◆ Input data ◆
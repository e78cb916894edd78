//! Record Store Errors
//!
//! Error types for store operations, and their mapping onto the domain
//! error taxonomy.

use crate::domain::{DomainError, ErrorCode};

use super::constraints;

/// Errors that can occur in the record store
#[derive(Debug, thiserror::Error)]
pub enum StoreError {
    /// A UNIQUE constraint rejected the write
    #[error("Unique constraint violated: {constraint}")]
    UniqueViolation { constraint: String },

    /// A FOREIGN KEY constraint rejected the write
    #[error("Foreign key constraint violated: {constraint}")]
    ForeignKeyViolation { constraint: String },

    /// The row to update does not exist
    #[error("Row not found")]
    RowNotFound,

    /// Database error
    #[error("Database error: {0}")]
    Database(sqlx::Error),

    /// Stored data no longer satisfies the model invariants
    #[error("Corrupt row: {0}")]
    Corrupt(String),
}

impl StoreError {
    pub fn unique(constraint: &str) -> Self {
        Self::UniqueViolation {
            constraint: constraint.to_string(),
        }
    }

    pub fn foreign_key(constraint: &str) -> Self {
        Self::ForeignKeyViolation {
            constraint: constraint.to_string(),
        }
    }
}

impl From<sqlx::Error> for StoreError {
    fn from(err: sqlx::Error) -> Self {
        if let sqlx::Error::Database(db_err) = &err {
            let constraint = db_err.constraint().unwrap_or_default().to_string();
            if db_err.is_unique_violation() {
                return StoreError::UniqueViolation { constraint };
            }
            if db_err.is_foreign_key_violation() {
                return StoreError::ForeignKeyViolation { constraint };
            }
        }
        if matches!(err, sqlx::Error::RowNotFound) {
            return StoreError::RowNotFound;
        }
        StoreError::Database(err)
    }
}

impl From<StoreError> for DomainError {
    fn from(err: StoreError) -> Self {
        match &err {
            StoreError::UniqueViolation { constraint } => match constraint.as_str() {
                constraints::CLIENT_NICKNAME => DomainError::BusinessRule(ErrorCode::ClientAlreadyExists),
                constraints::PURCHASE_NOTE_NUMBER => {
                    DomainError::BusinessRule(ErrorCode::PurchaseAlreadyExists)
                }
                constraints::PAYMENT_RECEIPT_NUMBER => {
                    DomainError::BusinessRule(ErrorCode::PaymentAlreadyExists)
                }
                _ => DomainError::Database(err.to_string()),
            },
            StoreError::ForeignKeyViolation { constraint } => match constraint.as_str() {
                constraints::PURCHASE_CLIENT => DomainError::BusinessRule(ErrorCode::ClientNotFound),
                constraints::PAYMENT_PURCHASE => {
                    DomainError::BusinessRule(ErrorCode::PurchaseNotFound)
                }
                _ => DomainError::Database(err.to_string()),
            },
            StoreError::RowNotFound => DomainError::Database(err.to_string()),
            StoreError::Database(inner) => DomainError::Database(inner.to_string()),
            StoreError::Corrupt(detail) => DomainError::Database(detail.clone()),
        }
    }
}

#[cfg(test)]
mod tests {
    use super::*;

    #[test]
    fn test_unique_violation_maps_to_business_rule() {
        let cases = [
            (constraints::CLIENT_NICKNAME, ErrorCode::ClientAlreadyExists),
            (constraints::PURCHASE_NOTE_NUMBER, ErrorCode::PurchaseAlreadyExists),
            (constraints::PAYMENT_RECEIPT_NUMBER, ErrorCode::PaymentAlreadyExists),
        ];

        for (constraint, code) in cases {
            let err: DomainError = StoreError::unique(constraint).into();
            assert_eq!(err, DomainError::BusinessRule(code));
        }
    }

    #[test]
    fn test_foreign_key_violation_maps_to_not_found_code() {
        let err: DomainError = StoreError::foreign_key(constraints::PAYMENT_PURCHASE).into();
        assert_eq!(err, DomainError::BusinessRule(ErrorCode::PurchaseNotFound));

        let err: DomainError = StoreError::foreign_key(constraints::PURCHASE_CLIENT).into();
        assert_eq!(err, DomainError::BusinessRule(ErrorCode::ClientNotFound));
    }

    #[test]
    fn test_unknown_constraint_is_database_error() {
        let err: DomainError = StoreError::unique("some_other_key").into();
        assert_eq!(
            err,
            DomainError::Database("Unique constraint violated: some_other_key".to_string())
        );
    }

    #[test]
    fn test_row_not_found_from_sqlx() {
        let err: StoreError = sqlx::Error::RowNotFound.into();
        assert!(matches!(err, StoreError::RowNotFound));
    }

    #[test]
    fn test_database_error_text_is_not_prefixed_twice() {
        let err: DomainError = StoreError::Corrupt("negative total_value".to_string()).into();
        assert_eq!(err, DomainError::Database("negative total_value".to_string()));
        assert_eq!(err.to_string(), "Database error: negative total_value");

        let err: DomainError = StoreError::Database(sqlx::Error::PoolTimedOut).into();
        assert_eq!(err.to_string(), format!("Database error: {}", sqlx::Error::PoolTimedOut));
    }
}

◆ Problem details ◆
The lines above should be printed again, exactly as they are.

◆ Answer section ◆
repository e78cb916894edd78
//! Record Store Errors
//!
//! Error types for store operations, and their mapping onto the domain
//! error taxonomy.

use crate::domain::{DomainError, ErrorCode};

use super::constraints;

/// Errors that can occur in the record store
#[derive(Debug, thiserror::Error)]
pub enum StoreError {
    /// A UNIQUE constraint rejected the write
    #[error("Unique constraint violated: {constraint}")]
    UniqueViolation { constraint: String },

    /// A FOREIGN KEY constraint rejected the write
    #[error("Foreign key constraint violated: {constraint}")]
    ForeignKeyViolation { constraint: String },

    /// The row to update does not exist
    #[error("Row not found")]
    RowNotFound,

    /// Database error
    #[error("Database error: {0}")]
    Database(sqlx::Error),

    /// Stored data no longer satisfies the model invariants
    #[error("Corrupt row: {0}")]
    Corrupt(String),
}

impl StoreError {
    pub fn unique(constraint: &str) -> Self {
        Self::UniqueViolation {
            constraint: constraint.to_string(),
        }
    }

    pub fn foreign_key(constraint: &str) -> Self {
        Self::ForeignKeyViolation {
            constraint: constraint.to_string(),
        }
    }
}

impl From<sqlx::Error> for StoreError {
    fn from(err: sqlx::Error) -> Self {
        if let sqlx::Error::Database(db_err) = &err {
            let constraint = db_err.constraint().unwrap_or_default().to_string();
            if db_err.is_unique_violation() {
                return StoreError::UniqueViolation { constraint };
            }
            if db_err.is_foreign_key_violation() {
                return StoreError::ForeignKeyViolation { constraint };
            }
        }
        if matches!(err, sqlx::Error::RowNotFound) {
            return StoreError::RowNotFound;
        }
        StoreError::Database(err)
    }
}

impl From<StoreError> for DomainError {
    fn from(err: StoreError) -> Self {
        match &err {
            StoreError::UniqueViolation { constraint } => match constraint.as_str() {
                constraints::CLIENT_NICKNAME => DomainError::BusinessRule(ErrorCode::ClientAlreadyExists),
                constraints::PURCHASE_NOTE_NUMBER => {
                    DomainError::BusinessRule(ErrorCode::PurchaseAlreadyExists)
                }
                constraints::PAYMENT_RECEIPT_NUMBER => {
                    DomainError::BusinessRule(ErrorCode::PaymentAlreadyExists)
                }
                _ => DomainError::Database(err.to_string()),
            },
            StoreError::ForeignKeyViolation { constraint } => match constraint.as_str() {
                constraints::PURCHASE_CLIENT => DomainError::BusinessRule(ErrorCode::ClientNotFound),
                constraints::PAYMENT_PURCHASE => {
                    DomainError::BusinessRule(ErrorCode::PurchaseNotFound)
                }
                _ => DomainError::Database(err.to_string()),
            },
            StoreError::RowNotFound => DomainError::Database(err.to_string()),
            StoreError::Database(inner) => DomainError::Database(inner.to_string()),
            StoreError::Corrupt(detail) => DomainError::Database(detail.clone()),
        }
    }
}

#[cfg(test)]
mod tests {
    use super::*;

    #[test]
    fn test_unique_violation_maps_to_business_rule() {
        let cases = [
            (constraints::CLIENT_NICKNAME, ErrorCode::ClientAlreadyExists),
            (constraints::PURCHASE_NOTE_NUMBER, ErrorCode::PurchaseAlreadyExists),
            (constraints::PAYMENT_RECEIPT_NUMBER, ErrorCode::PaymentAlreadyExists),
        ];

        for (constraint, code) in cases {
            let err: DomainError = StoreError::unique(constraint).into();
            assert_eq!(err, DomainError::BusinessRule(code));
        }
    }

    #[test]
    fn test_foreign_key_violation_maps_to_not_found_code() {
        let err: DomainError = StoreError::foreign_key(constraints::PAYMENT_PURCHASE).into();
        assert_eq!(err, DomainError::BusinessRule(ErrorCode::PurchaseNotFound));

        let err: DomainError = StoreError::foreign_key(constraints::PURCHASE_CLIENT).into();
        assert_eq!(err, DomainError::BusinessRule(ErrorCode::ClientNotFound));
    }

    #[test]
    fn test_unknown_constraint_is_database_error() {
        let err: DomainError = StoreError::unique("some_other_key").into();
        assert_eq!(
            err,
            DomainError::Database("Unique constraint violated: some_other_key".to_string())
        );
    }

    #[test]
    fn test_row_not_found_from_sqlx() {
        let err: StoreError = sqlx::Error::RowNotFound.into();
        assert!(matches!(err, StoreError::RowNotFound));
    }

    #[test]
    fn test_database_error_text_is_not_prefixed_twice() {
        let err: DomainError = StoreError::Corrupt("negative total_value".to_string()).into();
        assert_eq!(err, DomainError::Database("negative total_value".to_string()));
        assert_eq!(err.to_string(), "Database error: negative total_value");

        let err: DomainError = StoreError::Database(sqlx::Error::PoolTimedOut).into();
        assert_eq!(err.to_string(), format!("Database error: {}", sqlx::Error::PoolTimedOut));
    }
}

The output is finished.